Entries shown ▸
//! Page Spec Model - The IR
//!
//! Built once per generation request by `structure::parse_page_spec`,
//! immutable for the rest of the pipeline.

use indexmap::IndexMap;
use serde::{Deserialize, Serialize, Serializer};
use serde_json::{Map, Number, Value};

/// Opening and closing delimiters of an embedded expression.
pub const EXPRESSION_OPEN: &str = "{{";
pub const EXPRESSION_CLOSE: &str = "}}";

#[derive(Debug, Clone, PartialEq, Serialize)]
pub struct PageSpec {
    pub page: String,
    pub route: String,
    #[serde(skip_serializing_if = "Option::is_none")]
    pub meta: Option<PageMeta>,
    pub sections: Vec<SpecNode>,
}

#[derive(Debug, Clone, Default, PartialEq, Serialize, Deserialize)]
pub struct PageMeta {
    #[serde(default, skip_serializing_if = "Option::is_none")]
    pub title: Option<String>,
    #[serde(default, skip_serializing_if = "Option::is_none")]
    pub description: Option<String>,
}

impl PageSpec {
    pub fn new(page: impl Into<String>, route: impl Into<String>) -> Self {
        Self {
            page: page.into(),
            route: route.into(),
            meta: None,
            sections: vec![],
        }
    }

    pub fn with_section(mut self, node: SpecNode) -> Self {
        self.sections.push(node);
        self
    }

    /// Pre-order walk over every node, with a dotted location such as
    /// `sections[0].children[2]`.
    pub fn visit_nodes<'a, F>(&'a self, visitor: &mut F)
    where
        F: FnMut(&'a SpecNode, &str),
    {
        for (i, node) in self.sections.iter().enumerate() {
            visit(node, &format!("sections[{}]", i), visitor);
        }
    }

    /// Distinct component types in first-encountered order.
    pub fn component_types(&self) -> Vec<&str> {
        let mut seen: Vec<&str> = vec![];
        self.visit_nodes(&mut |node, _| {
            if !seen.contains(&node.component_type.as_str()) {
                seen.push(&node.component_type);
            }
        });
        seen
    }
}

fn visit<'a, F>(node: &'a SpecNode, path: &str, visitor: &mut F)
where
    F: FnMut(&'a SpecNode, &str),
{
    visitor(node, path);
    for (i, child) in node.children.iter().enumerate() {
        visit(child, &format!("{}.children[{}]", path, i), visitor);
    }
}

#[derive(Debug, Clone, PartialEq, Serialize)]
pub struct SpecNode {
    #[serde(rename = "type")]
    pub component_type: String,
    #[serde(rename = "props", skip_serializing_if = "IndexMap::is_empty")]
    pub attributes: IndexMap<String, PropValue>,
    #[serde(skip_serializing_if = "IndexMap::is_empty")]
    pub events: IndexMap<String, String>,
    #[serde(skip_serializing_if = "Vec::is_empty")]
    pub children: Vec<SpecNode>,
    #[serde(skip_serializing_if = "Option::is_none")]
    pub text: Option<String>,
    #[serde(skip_serializing_if = "Option::is_none")]
    pub id: Option<String>,
}

impl SpecNode {
    pub fn new(component_type: impl Into<String>) -> Self {
        Self {
            component_type: component_type.into(),
            attributes: IndexMap::new(),
            events: IndexMap::new(),
            children: vec![],
            text: None,
            id: None,
        }
    }

    pub fn with_prop(mut self, name: impl Into<String>, value: PropValue) -> Self {
        self.attributes.insert(name.into(), value);
        self
    }

    pub fn with_event(mut self, name: impl Into<String>, handler: impl Into<String>) -> Self {
        self.events.insert(name.into(), handler.into());
        self
    }

    pub fn with_child(mut self, child: SpecNode) -> Self {
        self.children.push(child);
        self
    }

    pub fn with_text(mut self, text: impl Into<String>) -> Self {
        self.text = Some(text.into());
        self
    }

    pub fn with_id(mut self, id: impl Into<String>) -> Self {
        self.id = Some(id.into());
        self
    }

    pub fn prop(&self, name: &str) -> Option<&PropValue> {
        self.attributes.get(name)
    }

    /// Text content, ignoring the empty string.
    pub fn text_content(&self) -> Option<&str> {
        self.text.as_deref().filter(|t| !t.is_empty())
    }

    /// False when the node renders as a self-closing element.
    pub fn has_content(&self) -> bool {
        !self.children.is_empty() || self.text_content().is_some()
    }
}

/// A prop value. Closed set; every renderer matches it exhaustively.
#[derive(Debug, Clone, PartialEq)]
pub enum PropValue {
    String(String),
    /// Inner text of a `{{ ... }}` value, bound unescaped.
    Expression(String),
    Number(Number),
    Boolean(bool),
    DataSource(DataSourceDescriptor),
    Json(Value),
}

impl PropValue {
    /// Classify a raw JSON prop value. Objects become data sources when they
    /// carry a `kind` key or sit under a prop named `dataSource`.
    pub fn from_json(prop_name: &str, value: &Value) -> Self {
        match value {
            Value::String(s) => match expression_inner(s) {
                Some(inner) => PropValue::Expression(inner.to_string()),
                None => PropValue::String(s.clone()),
            },
            Value::Number(n) => PropValue::Number(n.clone()),
            Value::Bool(b) => PropValue::Boolean(*b),
            Value::Object(map) if map.contains_key("kind") || prop_name == "dataSource" => {
                PropValue::DataSource(DataSourceDescriptor::from_map(map))
            }
            other => PropValue::Json(other.clone()),
        }
    }

    pub fn to_json(&self) -> Value {
        match self {
            PropValue::String(s) => Value::String(s.clone()),
            PropValue::Expression(inner) => {
                Value::String(format!("{}{}{}", EXPRESSION_OPEN, inner, EXPRESSION_CLOSE))
            }
            PropValue::Number(n) => Value::Number(n.clone()),
            PropValue::Boolean(b) => Value::Bool(*b),
            PropValue::DataSource(ds) => ds.to_json(),
            PropValue::Json(v) => v.clone(),
        }
    }

    pub fn as_str(&self) -> Option<&str> {
        match self {
            PropValue::String(s) => Some(s),
            _ => None,
        }
    }

    pub fn is_expression(&self) -> bool {
        matches!(self, PropValue::Expression(_))
    }
}

impl Serialize for PropValue {
    fn serialize<S: Serializer>(&self, serializer: S) -> Result<S::Ok, S::Error> {
        self.to_json().serialize(serializer)
    }
}

/// Inner text of a value that is exactly one `{{ ... }}` group. A value
/// holding several groups, or none, is literal text.
pub fn expression_inner(s: &str) -> Option<&str> {
    let inner = s.strip_prefix(EXPRESSION_OPEN)?.strip_suffix(EXPRESSION_CLOSE)?;
    if inner.contains(EXPRESSION_OPEN) || inner.contains(EXPRESSION_CLOSE) {
        return None;
    }
    Some(inner.trim())
}

#[derive(Debug, Clone, PartialEq, Eq, Hash)]
pub enum DataSourceKind {
    Graphql,
    Rest,
    Static,
    Unrecognized(String),
}

impl DataSourceKind {
    pub fn parse(kind: &str) -> Self {
        match kind {
            "graphql" => Self::Graphql,
            "rest" => Self::Rest,
            "static" => Self::Static,
            other => Self::Unrecognized(other.to_string()),
        }
    }

    pub fn as_str(&self) -> &str {
        match self {
            Self::Graphql => "graphql",
            Self::Rest => "rest",
            Self::Static => "static",
            Self::Unrecognized(other) => other,
        }
    }

    pub fn requires_query(&self) -> bool {
        matches!(self, Self::Graphql | Self::Rest)
    }
}

impl Serialize for DataSourceKind {
    fn serialize<S: Serializer>(&self, serializer: S) -> Result<S::Ok, S::Error> {
        serializer.serialize_str(self.as_str())
    }
}

#[derive(Debug, Clone, PartialEq, Serialize)]
pub struct DataSourceDescriptor {
    /// `None` when the descriptor carries no string `kind`.
    pub kind: Option<DataSourceKind>,
    #[serde(skip_serializing_if = "Option::is_none")]
    pub query: Option<String>,
    pub variables: Map<String, Value>,
    #[serde(skip_serializing_if = "Option::is_none")]
    pub data: Option<Value>,
    #[serde(skip_serializing_if = "Option::is_none")]
    pub transform: Option<String>,
}

impl DataSourceDescriptor {
    pub fn new(kind: DataSourceKind) -> Self {
        Self {
            kind: Some(kind),
            query: None,
            variables: Map::new(),
            data: None,
            transform: None,
        }
    }

    pub fn graphql(query: impl Into<String>) -> Self {
        Self {
            query: Some(query.into()),
            ..Self::new(DataSourceKind::Graphql)
        }
    }

    pub fn rest(url: impl Into<String>) -> Self {
        Self {
            query: Some(url.into()),
            ..Self::new(DataSourceKind::Rest)
        }
    }

    pub fn inline(data: Value) -> Self {
        Self {
            data: Some(data),
            ..Self::new(DataSourceKind::Static)
        }
    }

    pub fn with_variable(mut self, name: impl Into<String>, value: Value) -> Self {
        self.variables.insert(name.into(), value);
        self
    }

    pub fn from_map(map: &Map<String, Value>) -> Self {
        Self {
            kind: map.get("kind").and_then(Value::as_str).map(DataSourceKind::parse),
            query: map.get("query").and_then(Value::as_str).map(str::to_string),
            variables: map
                .get("variables")
                .and_then(Value::as_object)
                .cloned()
                .unwrap_or_default(),
            data: map.get("data").cloned(),
            transform: map.get("transform").and_then(Value::as_str).map(str::to_string),
        }
    }

    /// Query text, ignoring the empty string.
    pub fn query_text(&self) -> Option<&str> {
        self.query.as_deref().filter(|q| !q.trim().is_empty())
    }

    pub fn to_json(&self) -> Value {
        serde_json::to_value(self).unwrap_or(Value::Null)
    }
}

#[cfg(test)]
mod tests {
    use super::*;
    use serde_json::json;

    #[test]
    fn test_expression_strings_are_stripped() {
        let value = PropValue::from_json("value", &json!("{{ state.count }}"));
        assert_eq!(value, PropValue::Expression("state.count".to_string()));
        assert_eq!(value.to_json(), json!("{{state.count}}"));
    }

    #[test]
    fn test_half_delimited_string_stays_literal() {
        let value = PropValue::from_json("title", &json!("{{ not closed"));
        assert_eq!(value, PropValue::String("{{ not closed".to_string()));
    }

    #[test]
    fn test_several_groups_stay_literal() {
        let value = PropValue::from_json("label", &json!("{{ a }} and {{ b }}"));
        assert_eq!(value, PropValue::String("{{ a }} and {{ b }}".to_string()));
        assert_eq!(expression_inner("{{}}"), Some(""));
        assert_eq!(expression_inner("{{ a }}{{ b }}"), None);
    }

    #[test]
    fn test_object_classification() {
        let ds = PropValue::from_json("rows", &json!({"kind": "rest", "query": "/api/rows"}));
        assert!(matches!(ds, PropValue::DataSource(ref d) if d.kind == Some(DataSourceKind::Rest)));

        let unnamed = PropValue::from_json("dataSource", &json!({"query": "X"}));
        assert!(matches!(unnamed, PropValue::DataSource(ref d) if d.kind.is_none()));

        let columns = PropValue::from_json("columns", &json!([{"key": "id"}]));
        assert!(matches!(columns, PropValue::Json(_)));
    }

    #[test]
    fn test_component_types_first_encountered_order() {
        let spec = PageSpec::new("Dashboard", "/dashboard")
            .with_section(SpecNode::new("Card").with_child(SpecNode::new("Stat")))
            .with_section(SpecNode::new("Card").with_child(SpecNode::new("Button")));
        assert_eq!(spec.component_types(), vec!["Card", "Stat", "Button"]);
    }

    #[test]
    fn test_visit_paths() {
        let spec = PageSpec::new("Dashboard", "/dashboard")
            .with_section(SpecNode::new("Card").with_child(SpecNode::new("Stat")));
        let mut paths = vec![];
        spec.visit_nodes(&mut |_, path| paths.push(path.to_string()));
        assert_eq!(paths, vec!["sections[0]", "sections[0].children[0]"]);
    }

    #[test]
    fn test_empty_text_is_not_content() {
        assert!(!SpecNode::new("Card").with_text("").has_content());
        assert!(SpecNode::new("Card").with_text("Hi").has_content());
    }
}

Required work ▸ Read the listing. Report every line that includes the word "FnMut".

Answer space ▸
        F: FnMut(&'a SpecNode, &str),
    F: FnMut(&'a SpecNode, &str),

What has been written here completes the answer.